Autopsy RoomAn autopsy is a procedure performed on a non-living body in order to learn valuable clues as to the cause death.  The word ‘autopsy’ comes from the Greek words ‘auto’ and ‘opsis’, meaning ‘to see for oneself’.  Who performs autopsies and how?  Why does it take so long to receive results, and how is the determination of death made?  To understand the answers to these questions, an explanation of the procedure known as an autopsy is helpful.

Before an autopsy is considered, of course, a death has to occur.  An autopsy is often required when a death seems to be from mysterious or suspicious circumstances.  Whether a murder, suicide, or natural causes, often these can be determined by autopsy.  The police, a coroner, or even the family of the deceased can request an autopsy.  An autopsy will not adversely affect the possibility of an open casket at the funeral.

A coroner is usually a medical doctor, or pathologist, who investigates suspicious deaths.  A pathologist or pathology assistant usually performs an autopsy.  A pathologist is a medical doctor who specializes in normal and diseased human tissue.  He or she is responsible for examination of the tissue and may oversee the medical professionals who perform testing on blood and body fluids.  Tissue will be obtained from several or all of the body’s organs, including the liver, kidneys, heart, brain, skin and others.

Before making any incisions, the body is examined for any injuries or suspicious marks such as bruises, needle marks, wounds, or other conditions.  If, for example, a puncture wound is found, the length, width and depth will be measured.  The pathologist notes everything, often using a microphone and recorder.
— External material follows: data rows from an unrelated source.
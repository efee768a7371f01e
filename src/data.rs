use async_trait::async_trait;
use chrono::{DateTime, NaiveDateTime, Utc};
use reqwest::{Client, StatusCode};
use rust_decimal::Decimal;
use serde::Deserialize;
use serde_json::json;

use crate::analyzer::PriceSample;
use crate::config::Config;
use crate::error::{AnalysisError, FetchError};

/// Absolute UTC format used by `validFrom`.
pub const TIMESTAMP_FORMAT: &str = "%Y-%m-%dT%H:%M:%SZ";

const OPERATION_NAME: &str = "PDP_PRICE_HISTORY";
const QUERY: &str = "query PDP_PRICE_HISTORY($productId: Int!) {\n  priceHistory(productId: $productId) {\n    points {\n      amountIncl\n      amountExcl\n      type\n      validFrom\n      __typename\n    }\n    __typename\n  }\n}";

/// One point as returned by the endpoint.
#[derive(Debug, Clone, PartialEq, Deserialize)]
#[serde(rename_all = "camelCase")]
pub struct RawPricePoint {
    pub amount_incl: Option<Decimal>,
    #[serde(default)]
    pub amount_excl: Option<Decimal>,
    #[serde(default, rename = "type")]
    pub kind: Option<String>,
    pub valid_from: String,
}

#[derive(Debug, Deserialize)]
struct Envelope {
    data: Option<HistoryData>,
}

#[derive(Debug, Deserialize)]
#[serde(rename_all = "camelCase")]
struct HistoryData {
    price_history: Option<History>,
}

#[derive(Debug, Deserialize)]
struct History {
    #[serde(default)]
    points: Vec<RawPricePoint>,
}

/// A decoded response: the raw JSON (kept for dumping to disk) and its points.
#[derive(Debug, Clone)]
pub struct PriceHistory {
    pub raw: serde_json::Value,
    pub points: Vec<RawPricePoint>,
}

impl PriceHistory {
    pub fn from_json(raw: serde_json::Value) -> Result<Self, FetchError> {
        let envelope: Envelope = serde_json::from_value(raw.clone())?;
        let points = envelope
            .data
            .and_then(|d| d.price_history)
            .ok_or(FetchError::MissingHistory)?
            .points;
        Ok(Self { raw, points })
    }

    pub fn samples(&self) -> Result<Vec<PriceSample>, AnalysisError> {
        parse_samples(&self.points)
    }
}

pub fn parse_timestamp(value: &str) -> Result<DateTime<Utc>, AnalysisError> {
    NaiveDateTime::parse_from_str(value, TIMESTAMP_FORMAT)
        .map(|naive| naive.and_utc())
        .map_err(|_| AnalysisError::MalformedTimestamp { value: value.to_string() })
}

/// Convert raw points into samples. A single malformed timestamp rejects the
/// whole batch; nothing partial is returned.
pub fn parse_samples(points: &[RawPricePoint]) -> Result<Vec<PriceSample>, AnalysisError> {
    points
        .iter()
        .map(|p| Ok(PriceSample::new(parse_timestamp(&p.valid_from)?, p.amount_incl)))
        .collect()
}

/// GraphQL body requesting the price history of `product_id`.
pub fn request_body(product_id: u64) -> serde_json::Value {
    json!({
        "operationName": OPERATION_NAME,
        "variables": { "productId": product_id },
        "query": QUERY,
    })
}

/// Anything that can hand back a product's price history.
#[async_trait]
pub trait PriceHistorySource: Send + Sync {
    async fn fetch(&self, product_id: u64) -> Result<PriceHistory, FetchError>;
}

/// HTTP client for the price history endpoint.
pub struct PriceHistoryClient {
    client: Client,
    endpoint: String,
}

impl PriceHistoryClient {
    pub fn new(config: &Config) -> Result<Self, FetchError> {
        let client = Client::builder()
            .timeout(config.request_timeout())
            .user_agent(config.user_agent.clone())
            .build()?;
        Ok(Self { client, endpoint: config.endpoint.clone() })
    }

    /// Client against an explicit endpoint with default settings (useful for tests).
    pub fn with_endpoint(endpoint: String) -> Result<Self, FetchError> {
        let config = Config { endpoint, ..Config::default() };
        Self::new(&config)
    }
}

#[async_trait]
impl PriceHistorySource for PriceHistoryClient {
    async fn fetch(&self, product_id: u64) -> Result<PriceHistory, FetchError> {
        let resp = self
            .client
            .post(&self.endpoint)
            .json(&request_body(product_id))
            .send()
            .await?;

        let status = resp.status();
        if status != StatusCode::OK {
            let body = resp.text().await.unwrap_or_default();
            tracing::warn!(product_id, status = status.as_u16(), "price history request failed");
            return Err(FetchError::Status { status: status.as_u16(), body });
        }

        let content_type = resp
            .headers()
            .get(reqwest::header::CONTENT_TYPE)
            .and_then(|v| v.to_str().ok())
            .unwrap_or("unknown")
            .to_string();
        tracing::info!(product_id, %content_type, "Request successful");

        let text = resp.text().await?;
        let raw: serde_json::Value = serde_json::from_str(&text)?;
        let history = PriceHistory::from_json(raw)?;
        tracing::debug!(product_id, points = history.points.len(), "decoded price history");
        Ok(history)
    }
}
Once removed, the organs are weighed and measured, tissue samples taken and put aside for specific tests.  The contents of the stomach and intestines will be examined to determine what, if anything, the person had ingested prior to death.  Sometimes a time frame for the death can be estimated by the stage of digestion of anything found here.  After the autopsy, all the organs can be replaced in the abdomen before suturing the body. 

Blood and body fluids are sampled also.  If the deceased person had not been under treatment of a physician, routine blood testing will be done to check the general health of several of the body’s systems before death occurred.  If no apparent cause of death is found during the autopsy, such as a clot in the heart to indicate a heart attack, several samples will be tested for drugs or chemicals.  Often these samples cause a delay in autopsy results.

These samples are often sent to an outside laboratory that specializes in toxicology testing.  A procedure known as chain of custody is used to ensure any fluids sent to any other laboratories are not tampered with.  Specimens are placed in the proper containers and sealed with evidence tape, then placed in a sealed plastic bag for transport.  Anyone who handles the specimen, from the person who collected and placed it in the container and bag, to the courier who transports it, to the person who receives it at the testing facility, and the technologist who actually performs the tests, will sign the documents accompanying the specimens. 

There will be an initial screening for a long list of drugs including prescription, over-the-counter, and illegal drugs.  Screening may indicate the possibility of one or several specific drugs, or drug types, but is not considered conclusive.  Samples that have had an initial positive on a screening test will be further analyzed to determine exactly which drugs and the quantity of any drugs.   The initial screen is often a quick test for several specific drugs or drug types.  Screening tests can sometimes be falsely positive due to interfering substances present in the sample.  Screening tests cannot be used as legal evidence because they are not specific.  The confirming tests take longer and are very specific for each drug.

Depending on what type of drug or chemical produced a positive screen result, tests that are more specific will be performed.  There are several methods used, depending on which drugs or chemicals are suspected.  These specific test results are conclusive and can be used as legal evidence.  Not only will these tests reveal what drugs or chemicals are present in the body, but at what quantity.  It can be determined whether the drug or chemical level was enough to cause death.  If there is any question about the validity of a test, it will be repeated.  Everything is checked and rechecked.

Once the autopsy is complete, any organs that have been removed will be placed into the abdominal cavity, and the incision sutured closed. 

The pathologist or coroner receives all the results for the tests performed.  He or she will review all these results along with their own findings obtained from the physical examination of the body to come to a conclusion for the cause of death.  Once a conclusion is made, the official cause of death can be reported on the death certificate.  In most instances, an autopsy provides conclusive results for the cause of death.  It is unusual to be unable to make a conclusion regarding the cause of death after an autopsy, but it is not unheard of. 

In high profile cases, whether a murder or mysterious death of a well-known person, the pressure is on for a quick conclusion.  Not wanting any mistakes to be made, the pathologist or coroner is likely to take extra time in making the determination of cause of death.  This is especially true in a case of a young, seemingly healthy, individual who has passed away unexpectedly. It is in the best interest of everyone to make the correct determination the first time.  No one wants to have a body exhumed years later to check on something that should have been done the first time. 

In this day of microwave dinners and quick sound bytes of news, it seems that everyone wants a quick answer.  Determining the cause of death is a case when patience and persistence towards the truth must prevail.